Thamed Enad

Personal information
- Full name: Thamer Enad Al-Enazi
- Date of birth: 23 May 1970 (age 54)
- Place of birth: Kuwait
- Height: 1.70 m (5 ft 7 in)
- Position(s): Forward

Senior career*
- Years: Team / Apps / (Gls)
- 1986–2000: Al-Sulaibikhat

International career
- 1992: Kuwait U23

Managerial career
- 2003–2010: Al-Sulaibikhat
- 2013–2014: Al-Sulaibikhat
- 2016–2017: Al-Jahra
- 2019–2020: Kuwait
- 2021: Al-Salmiya
- 2021: Kuwait

= Thamer Enad =

Kuwaiti footballer and manager

Thamer Enad Al-Enazi (ثامر عناد العنزي; born 23 May 1970) is a Kuwait football manager.

==Playing career==
During his player career, Enad played for Kuwaiti club Al-Sulaibikhat.
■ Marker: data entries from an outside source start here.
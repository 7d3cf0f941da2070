//! SMTP Verification Notifier
//!
//! Sends the verification link through `platform::mail::SmtpMailer`.
//! Without credentials the notifier still constructs; every send then fails
//! and is logged.

use std::sync::Arc;

use platform::mail::{MailerConfig, SmtpMailer};

use crate::application::config::AuthConfig;
use crate::domain::notifier::VerificationNotifier;
use crate::domain::value_object::{
    email::Email,
    verification_token::{VERIFICATION_TOKEN_TTL_HOURS, VerificationToken},
};

pub const VERIFICATION_SUBJECT: &str = "Verify Your Email";

pub struct MailNotifier {
    mailer: Option<SmtpMailer>,
    config: Arc<AuthConfig>,
}

impl MailNotifier {
    pub fn from_config(mail: &MailerConfig, config: Arc<AuthConfig>) -> Self {
        let mailer = match SmtpMailer::new(mail) {
            Ok(mailer) => Some(mailer),
            Err(e) => {
                tracing::warn!(error = %e, "Email transport unavailable; verification emails will not be sent");
                None
            }
        };
        Self { mailer, config }
    }

    pub fn is_configured(&self) -> bool {
        self.mailer.is_some()
    }
}

impl VerificationNotifier for MailNotifier {
    async fn send_verification(&self, email: &Email, token: &VerificationToken) -> bool {
        let Some(mailer) = &self.mailer else {
            tracing::error!("Email configuration is missing; verification email not sent");
            return false;
        };

        let link = self.config.verification_link(token.as_str());
        match mailer
            .send_html(email.as_str(), VERIFICATION_SUBJECT, render_verification_email(&link))
            .await
        {
            Ok(()) => {
                tracing::info!(to = %email.masked(), "Verification email sent");
                true
            }
            Err(e) => {
                tracing::error!(to = %email.masked(), error = %e, "Verification email failed");
                false
            }
        }
    }
}

/// HTML body carrying the link as a button and as plain text
pub fn render_verification_email(link: &str) -> String {
    format!(
        r#"<div style="font-family: Arial, sans-serif; max-width: 600px; margin: 0 auto;">
  <h1 style="color: #2563eb;">Verify Your Email</h1>
  <p>Thank you for registering! Please click the button below to verify your email address:</p>
  <div style="text-align: center; margin: 30px 0;">
    <a href="{link}" style="background-color: #2563eb; color: white; padding: 12px 24px; text-decoration: none; border-radius: 6px; display: inline-block;">Verify Email</a>
  </div>
  <p>If the button doesn't work, copy and paste this link into your browser:</p>
  <p style="color: #666; word-break: break-all;">{link}</p>
  <p>This link will expire in {hours} hours.</p>
  <p>If you didn't create an account, you can safely ignore this email.</p>
</div>"#,
        link = link,
        hours = VERIFICATION_TOKEN_TTL_HOURS,
    )
}
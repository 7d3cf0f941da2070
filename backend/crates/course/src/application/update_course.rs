//! Update Course Use Case

use std::sync::Arc;

use kernel::id::CourseId;
use platform::clock::Clock;

use crate::application::input::CourseInput;
use crate::domain::entity::course::Course;
use crate::domain::repository::CourseRepository;
use crate::error::{CourseError, CourseResult};

pub struct UpdateCourseUseCase<R>
where
    R: CourseRepository,
{
    repo: Arc<R>,
    clock: Arc<dyn Clock>,
}

impl<R> UpdateCourseUseCase<R>
where
    R: CourseRepository,
{
    pub fn new(repo: Arc<R>, clock: Arc<dyn Clock>) -> Self {
        Self { repo, clock }
    }

    pub async fn execute(&self, course_id: &str, input: CourseInput) -> CourseResult<Course> {
        let content = input.validate()?;
        let course_id = CourseId::parse_str(course_id).ok_or(CourseError::NotFound)?;

        let mut course = self
            .repo
            .find_by_id(&course_id)
            .await?
            .ok_or(CourseError::NotFound)?
            .course;

        if content.code != course.code {
            let taken = self
                .repo
                .find_by_code(&content.code)
                .await?
                .is_some_and(|other| other.course_id != course.course_id);
            if taken {
                return Err(CourseError::DuplicateCode);
            }
        }

        course.apply(content, self.clock.now());
        if !self.repo.update(&course).await? {
            return Err(CourseError::NotFound);
        }

        tracing::info!(course_id = %course.course_id, code = %course.code, "Course updated");
        Ok(course)
    }
}
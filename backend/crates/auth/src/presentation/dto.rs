//! API DTOs (Data Transfer Objects)
//!
//! Request fields default to empty so that a missing field reaches the use
//! case and yields its own validation message.

use serde::{Deserialize, Serialize};

use crate::application::{CandidateReport, DebugTokenReport};
use crate::domain::entity::account::Account;
use crate::domain::value_object::{account_id::AccountId, account_role::AccountRole};

// ============================================================================
// Shared
// ============================================================================

/// Public view of an account; no hash, no token
#[derive(Debug, Clone, Serialize)]
#[serde(rename_all = "camelCase")]
pub struct UserResponse {
    pub id: AccountId,
    pub name: String,
    pub email: String,
    pub role: AccountRole,
    pub is_verified: bool,
}

impl From<&Account> for UserResponse {
    fn from(account: &Account) -> Self {
        Self {
            id: account.account_id,
            name: account.display_name.as_str().to_string(),
            email: account.email.as_str().to_string(),
            role: account.role,
            is_verified: account.is_verified(),
        }
    }
}

#[derive(Debug, Clone, Serialize)]
pub struct MessageResponse {
    pub message: String,
}

impl MessageResponse {
    pub fn new(message: impl Into<String>) -> Self {
        Self {
            message: message.into(),
        }
    }
}

// ============================================================================
// Register / Login
// ============================================================================

#[derive(Debug, Clone, Default, Deserialize)]
#[serde(default, rename_all = "camelCase")]
pub struct RegisterRequest {
    pub name: String,
    pub email: String,
    pub password: String,
    pub role: Option<String>,
}

#[derive(Debug, Clone, Serialize)]
#[serde(rename_all = "camelCase")]
pub struct RegisterResponse {
    pub message: String,
    pub user: UserResponse,
    pub verification_email_sent: bool,
}

#[derive(Debug, Clone, Default, Deserialize)]
#[serde(default, rename_all = "camelCase")]
pub struct LoginRequest {
    pub email: String,
    pub password: String,
}

#[derive(Debug, Clone, Serialize)]
pub struct LoginResponse {
    pub message: String,
    pub user: UserResponse,
}

// ============================================================================
// Verification
// ============================================================================

#[derive(Debug, Clone, Default, Deserialize)]
#[serde(default)]
pub struct VerifyEmailQuery {
    pub token: String,
}

#[derive(Debug, Clone, Default, Deserialize)]
#[serde(default)]
pub struct ResendRequest {
    pub email: String,
}

#[derive(Debug, Clone, Default, Deserialize)]
#[serde(default)]
pub struct ForceVerifyRequest {
    pub email: String,
    pub password: String,
}

// ============================================================================
// Token diagnostics
// ============================================================================

#[derive(Debug, Clone, Default, Deserialize)]
#[serde(default)]
pub struct DebugTokenRequest {
    pub token: String,
}

#[derive(Debug, Clone, Serialize)]
#[serde(rename_all = "camelCase")]
pub struct DebugTokenResponse {
    /// Snippet of the submitted token, never the token itself
    pub input_token: String,
    pub input_length: usize,
    pub tokens_found_count: usize,
    pub exact_match_count: usize,
    pub substring_match_count: usize,
    pub fuzzy_match_count: usize,
    pub total_potential_matches: usize,
    pub potential_matches: Vec<CandidateResponse>,
}

#[derive(Debug, Clone, Serialize)]
#[serde(rename_all = "camelCase")]
pub struct CandidateResponse {
    pub id: AccountId,
    pub masked_email: String,
    pub token_length: usize,
    pub token_snippet: String,
    pub is_exact_match: bool,
    pub is_substring_match: bool,
    pub is_fuzzy_match: bool,
    pub is_verified: bool,
    pub has_expires: bool,
    pub is_expired: bool,
}

impl From<CandidateReport> for CandidateResponse {
    fn from(c: CandidateReport) -> Self {
        Self {
            id: c.account_id,
            masked_email: c.masked_email,
            token_length: c.token_length,
            token_snippet: c.token_snippet,
            is_exact_match: c.is_exact_match,
            is_substring_match: c.is_substring_match,
            is_fuzzy_match: c.is_fuzzy_match,
            is_verified: c.is_verified,
            has_expires: c.has_expires,
            is_expired: c.is_expired,
        }
    }
}

impl From<DebugTokenReport> for DebugTokenResponse {
    fn from(report: DebugTokenReport) -> Self {
        Self {
            input_token: report.input_snippet,
            input_length: report.input_length,
            tokens_found_count: report.tokens_found,
            exact_match_count: report.exact_matches,
            substring_match_count: report.substring_matches,
            fuzzy_match_count: report.fuzzy_matches,
            total_potential_matches: report.potential_matches.len(),
            potential_matches: report
                .potential_matches
                .into_iter()
                .map(CandidateResponse::from)
                .collect(),
        }
    }
}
He also competed in the men's tournament at the 1992 Summer Olympics.

==Managerial career==
In 2003, after retiring from football, Enad re-joined Al-Sulaibikhat as manager. After leaving the club in 2010, Enad once again assumed managerial duties of the club for the 2013–14 Kuwaiti Premier League. In September 2019, Enad was appointed manager of Kuwait.